I have several nodes but one sucks

Celizior · October 26, 2024, 9:51am

Hello there,

I operate nodes for a long time then added more of them on different public /24. I use zabbix to monitor there growth and noticed that there is 3 groups.

The big performer, growing from 15 to 20GB per days (average on the last 30 days)
The average performer, 6 to 9GB per days
And the bad one, 2GB per days

It has very good stats, like the others. Online stats on different satellite go from 99.78% to 99.97%

Neighbors tell me that it is alone
Pingdom tell me that it ping corrrectly with TCP and QUIC. It’s latency is a little bit higher than the others

started
via: St.Petersburg, Russia
QUIC: dialed node in 238ms
QUIC: pinged node in 131ms
QUIC: total: 369ms
TCP: dialed node in 392ms
TCP: pinged node in 130ms
TCP: total: 521ms
via: France (proxy, no QUIC)
TCP: dialed node in 400ms
TCP: pinged node in 122ms
TCP: total: 522ms
done.

But it’s the only difference
Do you have any idea what’s wrong with it ?

DisaSoft · October 26, 2024, 11:58am

Welcome to our club
https://forum.storj.io/t/4-nodes-on-one-server-but-one-node-is-getting-50-of-the-data-the-other-nodes-are-getting/28230

How your traffic differences are distributed among satellites? Some of my nodes I mentioned in topic above has the same traffic from US satellite, but very different (7.5 times) from EU.

Celizior · October 26, 2024, 12:56pm

Oh, I didn’t saw this topic !

On the bad node, I don’t see the ingress, but storage last month is
total 1.15TBm
saltlake 156.29GBm (13.5%)
ap1 16GBm (1.4%)
us1 0.77TBm (66.9%)
eu1 202.64GBm (17.5%)

On a good node
total 5.83TBm
saltlake 543.7GBm (9.3%)
ap1 88.53GBm (1.5%)
us1 3.78TBm (64.8%)
eu1 1.42TBm (24.3%)

I made this script a long time ago How to check vetting state from API (PowerShell)
which give me

Satellite                   totalCount onlineCount Good    
---------                   ---------- ----------- ----    
saltlake.tardigrade.io:7777       7378        7366 Not good
ap1.storj.io:7777                 8957        8943 Not good
us1.storj.io:7777                 7915        7902 Not good
eu1.storj.io:7777                 8781        8777 Not good


totalCount : 33031
onlineCount : 32988

“not good” but the stat seems still nice, success rate is 99,86%
An other good one has the lower success rate 99,69%

Ps : I just saw how to have a look on ingress per satellite

On the bad node
total 0.86TB
saltlake 1.68GB
ap1 31.57GB
us1 463.74GB
eu1 362.11GB

On a good node
total 2.28TB
saltlake 1.65GB
ap1 60.08GB
us1 1.23TB
eu1 0.99TB

Knowledge · October 26, 2024, 1:35pm

If the slow one is in Russia, the location is likely the issue. Some customers may exclude Russia and other countries. Also, Russian IPs may be under sanctions and you won’t get paid for those nodes if they are.
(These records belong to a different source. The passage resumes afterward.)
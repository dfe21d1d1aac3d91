//! Platform configuration loader for Exhale.
//!
//! Reads `config.toml` from the data directory (`~/.exhale/` in production)
//! and deserializes it into [`PlatformConfig`]. Falls back to defaults when
//! the file is missing or malformed.

use std::path::{Path, PathBuf};

use exhale_types::config::PlatformConfig;

/// Resolve the data directory from `EXHALE_DATA_DIR`, falling back to
/// `~/.exhale`.
pub fn resolve_data_dir() -> PathBuf {
    match std::env::var("EXHALE_DATA_DIR") {
        Ok(dir) => PathBuf::from(dir),
        Err(_) => {
            let home = std::env::var("HOME").unwrap_or_else(|_| ".".to_string());
            PathBuf::from(home).join(".exhale")
        }
    }
}

/// Load platform configuration from `{data_dir}/config.toml`.
///
/// - If the file does not exist, returns [`PlatformConfig::default()`].
/// - If the file exists but fails to parse, logs a warning and returns the default.
/// - If the file exists and parses successfully, returns the parsed config.
pub async fn load_platform_config(data_dir: &Path) -> PlatformConfig {
    let config_path = data_dir.join("config.toml");

    let content = match tokio::fs::read_to_string(&config_path).await {
        Ok(content) => content,
        Err(err) if err.kind() == std::io::ErrorKind::NotFound => {
            tracing::debug!("No config.toml found at {}, using defaults", config_path.display());
            return PlatformConfig::default();
        }
        Err(err) => {
            tracing::warn!("Failed to read {}: {err}, using defaults", config_path.display());
            return PlatformConfig::default();
        }
    };

    match toml::from_str::<PlatformConfig>(&content) {
        Ok(config) => config,
        Err(err) => {
            tracing::warn!(
                "Failed to parse {}: {err}, using defaults",
                config_path.display()
            );
            PlatformConfig::default()
        }
    }
}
Celizior · October 26, 2024, 1:42pm

Most of my nodes are in UK but this one is in Spain. It’s the only difference, I don’t think it would change something

Vasabi · October 26, 2024, 3:08pm

Интересно и много пользователей не хотят хранить данные в России?

DisaSoft · October 26, 2024, 8:52pm

In my case 2 absolutely similar nodes working at the same physical server and sharing the same IP address (in EU) has 7.5:1 ingress ratio from EU satellite during 2 month since SLC tests https://forum.storj.io/t/4-nodes-on-one-server-but-one-node-is-getting-50-of-the-data-the-other-nodes-are-getting/28230/5?u=disasoft
Author of that topic has the same situation in GB.
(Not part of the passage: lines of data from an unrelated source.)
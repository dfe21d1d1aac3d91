//! WebSocket handler for the per-appointment realtime channel.
//!
//! The `/ws` endpoint upgrades an authenticated HTTP connection to a
//! WebSocket. Once connected, the handler:
//!
//! - **Joins rooms:** `join-appointment` subscribes the connection to an
//!   appointment's room. Joining replays nothing -- the client must fetch
//!   the message log over REST to catch up.
//! - **Forwards signals:** every room signal is pushed to the client as a
//!   JSON text frame (`new-message`, `messages-read`), except signals the
//!   connection itself originated.
//! - **Relays notifications:** `message-notification` re-broadcasts a
//!   content-free hint after the client has persisted a message over REST;
//!   `mark-messages-read` flips read flags and broadcasts the receipt.
//!
//! Delivery is at-most-once and best-effort. Lagged receivers are logged and
//! tolerated; consumers compensate by re-fetching. Disconnecting destroys
//! the connection's room subscriptions and nothing else.

use std::collections::HashMap;

use axum::extract::ws::{Message, WebSocket, WebSocketUpgrade};
use axum::extract::State;
use axum::response::IntoResponse;
use futures_util::stream::SplitSink;
use futures_util::{SinkExt, StreamExt};
use tokio::sync::{broadcast, mpsc};
use tokio::task::JoinHandle;
use uuid::Uuid;

use exhale_types::event::RoomSignal;
use exhale_types::identity::Principal;

use crate::state::AppState;

/// Incoming command from a WebSocket client.
///
/// Clients send JSON-encoded text frames matching one of these variants.
/// Unknown or malformed messages are logged and ignored.
#[derive(Debug, serde::Deserialize)]
#[serde(tag = "type", rename_all = "kebab-case", rename_all_fields = "camelCase")]
enum WsCommand {
    /// Subscribe this connection to an appointment's room.
    JoinAppointment { appointment_id: String },
    /// Hint that a message was persisted over REST; re-broadcast to the room.
    MessageNotification { appointment_id: String },
    /// Mark counterpart messages read and broadcast the receipt.
    MarkMessagesRead { appointment_id: String },
    /// Keep-alive ping. Server responds with `{"type":"pong"}`.
    Ping,
}

/// Upgrade an HTTP request to a WebSocket connection for room events.
///
/// This is mounted at `/ws` in the router; the upgrade request itself must
/// carry a valid access token.
pub async fn ws_handler(
    ws: WebSocketUpgrade,
    principal: Principal,
    State(state): State<AppState>,
) -> impl IntoResponse {
    ws.on_upgrade(move |socket| handle_ws_connection(socket, state, principal))
}

/// Per-connection state: the rooms this socket joined, each with its
/// forwarder task feeding the shared signal queue.
struct WsSession {
    connection_id: Uuid,
    principal: Principal,
    signals_tx: mpsc::Sender<RoomSignal>,
    joined: HashMap<Uuid, JoinHandle<()>>,
}

/// Core WebSocket connection handler.
///
/// Uses `tokio::select!` to multiplex between room signals (aggregated from
/// all joined rooms into one mpsc queue) and incoming WebSocket messages.
/// This keeps both sender and receiver in a single task, enabling
/// bidirectional communication (e.g., responding to `Ping` with a pong).
async fn handle_ws_connection(socket: WebSocket, state: AppState, principal: Principal) {
    let (mut ws_sender, mut ws_receiver) = socket.split();

    let (signals_tx, mut signals_rx) = mpsc::channel::<RoomSignal>(64);
    let mut session = WsSession {
        connection_id: Uuid::now_v7(),
        principal,
        signals_tx,
        joined: HashMap::new(),
    };

    loop {
        tokio::select! {
            // --- Branch 1: Forward room signals to the WebSocket client ---
            signal = signals_rx.recv() => {
                let Some(signal) = signal else { break };
                // Skip the echo of this connection's own action.
                if signal.origin == Some(session.connection_id) {
                    continue;
                }
                match serde_json::to_string(&signal.event) {
                    Ok(json) => {
                        if ws_sender.send(Message::Text(json.into())).await.is_err() {
                            // Client disconnected
                            break;
                        }
                    }
                    Err(err) => {
                        tracing::warn!("Failed to serialize RoomEvent: {err}");
                    }
                }
            }

            // --- Branch 2: Process commands from the WebSocket client ---
            msg_result = ws_receiver.next() => {
                match msg_result {
                    Some(Ok(Message::Text(text))) => {
                        process_command(&text, &mut ws_sender, &mut session, &state).await;
                    }
                    Some(Ok(Message::Close(_))) | None => {
                        // Client disconnected
                        break;
                    }
                    Some(Err(err)) => {
                        tracing::debug!("WebSocket receive error: {err}");
                        break;
                    }
                    // Ignore binary, ping, pong protocol frames (handled by axum/tungstenite)
                    Some(Ok(_)) => {}
                }
            }
        }
    }

    // Room subscriptions die with the connection.
    for (_, forwarder) in session.joined.drain() {
        forwarder.abort();
    }
    tracing::debug!(connection_id = %session.connection_id, "WebSocket connection closed");
}

/// Parse and process a single command from the WebSocket client.
async fn process_command(
    text: &str,
    ws_sender: &mut SplitSink<WebSocket, Message>,
    session: &mut WsSession,
    state: &AppState,
) {
    let cmd: WsCommand = match serde_json::from_str(text) {
        Ok(cmd) => cmd,
        Err(err) => {
            tracing::warn!(
                raw = %text,
                error = %err,
                "Ignoring malformed WebSocket command"
            );
            return;
        }
    };

    match cmd {
        WsCommand::JoinAppointment { appointment_id } => {
            let Some(id) = authorized_appointment(&appointment_id, session, state).await else {
                return;
            };
            if session.joined.contains_key(&id) {
                return;
            }
            let receiver = state.rooms.join(id);
            let forwarder = spawn_forwarder(receiver, session.signals_tx.clone());
            session.joined.insert(id, forwarder);
            tracing::debug!(appointment_id = %id, "Joined room");
        }
        WsCommand::MessageNotification { appointment_id } => {
            let Some(id) = authorized_appointment(&appointment_id, session, state).await else {
                return;
            };
            state.rooms.notify_new_message(id, Some(session.connection_id));
        }
        WsCommand::MarkMessagesRead { appointment_id } => {
            let Some(id) = authorized_appointment(&appointment_id, session, state).await else {
                return;
            };
            match state.messages.mark_read(session.principal, &id).await {
                Ok(()) => {
                    state
                        .rooms
                        .notify_read(id, session.principal.role, Some(session.connection_id));
                }
                Err(err) => {
                    tracing::warn!(appointment_id = %id, error = %err, "mark-messages-read failed");
                }
            }
        }
        WsCommand::Ping => {
            let pong = r#"{"type":"pong"}"#;
            if ws_sender.send(Message::Text(pong.into())).await.is_err() {
                tracing::debug!("Failed to send pong (client disconnecting)");
            }
        }
    }
}

/// Parse the appointment id and verify the session's principal is a party.
/// Unauthorized or malformed commands are logged and dropped.
async fn authorized_appointment(
    raw_id: &str,
    session: &WsSession,
    state: &AppState,
) -> Option<Uuid> {
    let id = match Uuid::parse_str(raw_id) {
        Ok(id) => id,
        Err(err) => {
            tracing::warn!(appointment_id = %raw_id, error = %err, "Invalid appointment UUID");
            return None;
        }
    };
    match state.appointments.get_owned(session.principal, &id).await {
        Ok(_) => Some(id),
        Err(err) => {
            tracing::warn!(appointment_id = %id, error = %err, "Room access denied");
            None
        }
    }
}

/// Forward one room's broadcast receiver into the connection's signal queue.
///
/// Lag means the room outpaced this connection; the consumer recovers by
/// re-fetching, so the forwarder just logs and keeps receiving.
fn spawn_forwarder(
    mut receiver: broadcast::Receiver<RoomSignal>,
    signals_tx: mpsc::Sender<RoomSignal>,
) -> JoinHandle<()> {
    tokio::spawn(async move {
        loop {
            match receiver.recv().await {
                Ok(signal) => {
                    if signals_tx.send(signal).await.is_err() {
                        // Connection handler dropped the queue
                        break;
                    }
                }
                Err(broadcast::error::RecvError::Lagged(n)) => {
                    tracing::warn!(skipped = n, "Room subscriber lagged, skipping {n} signals");
                }
                Err(broadcast::error::RecvError::Closed) => break,
            }
        }
    })
}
Knowledge · October 26, 2024, 9:28pm

I would guess that the slower nodes have more long tail cancelations than the fast ones. You could parse the log and look for trends. I think over a long enough time period if all else is equal they will eventually balance out. If not, there is likely something amiss causing more cancelations on one than the other/s.

ShareIT · October 27, 2024, 8:26am

You can look at cancellations here.

The bad node receives only 1/3 of the traffic from the EU satellite, while it receives exactly the same ingress from the US satellite. For some reason, the EU satellite hates this node.

It’s on the same hardware, IP, and everything else. The physical disk is even the same model (but a different actual disk). It has never sorted itself out.

Alexey · October 27, 2024, 8:28am

The traffic comes from the customers directly, not from the satellite, it doesn’t proxy their traffic.

I do not think so, unless the customers reported a low success rate for it.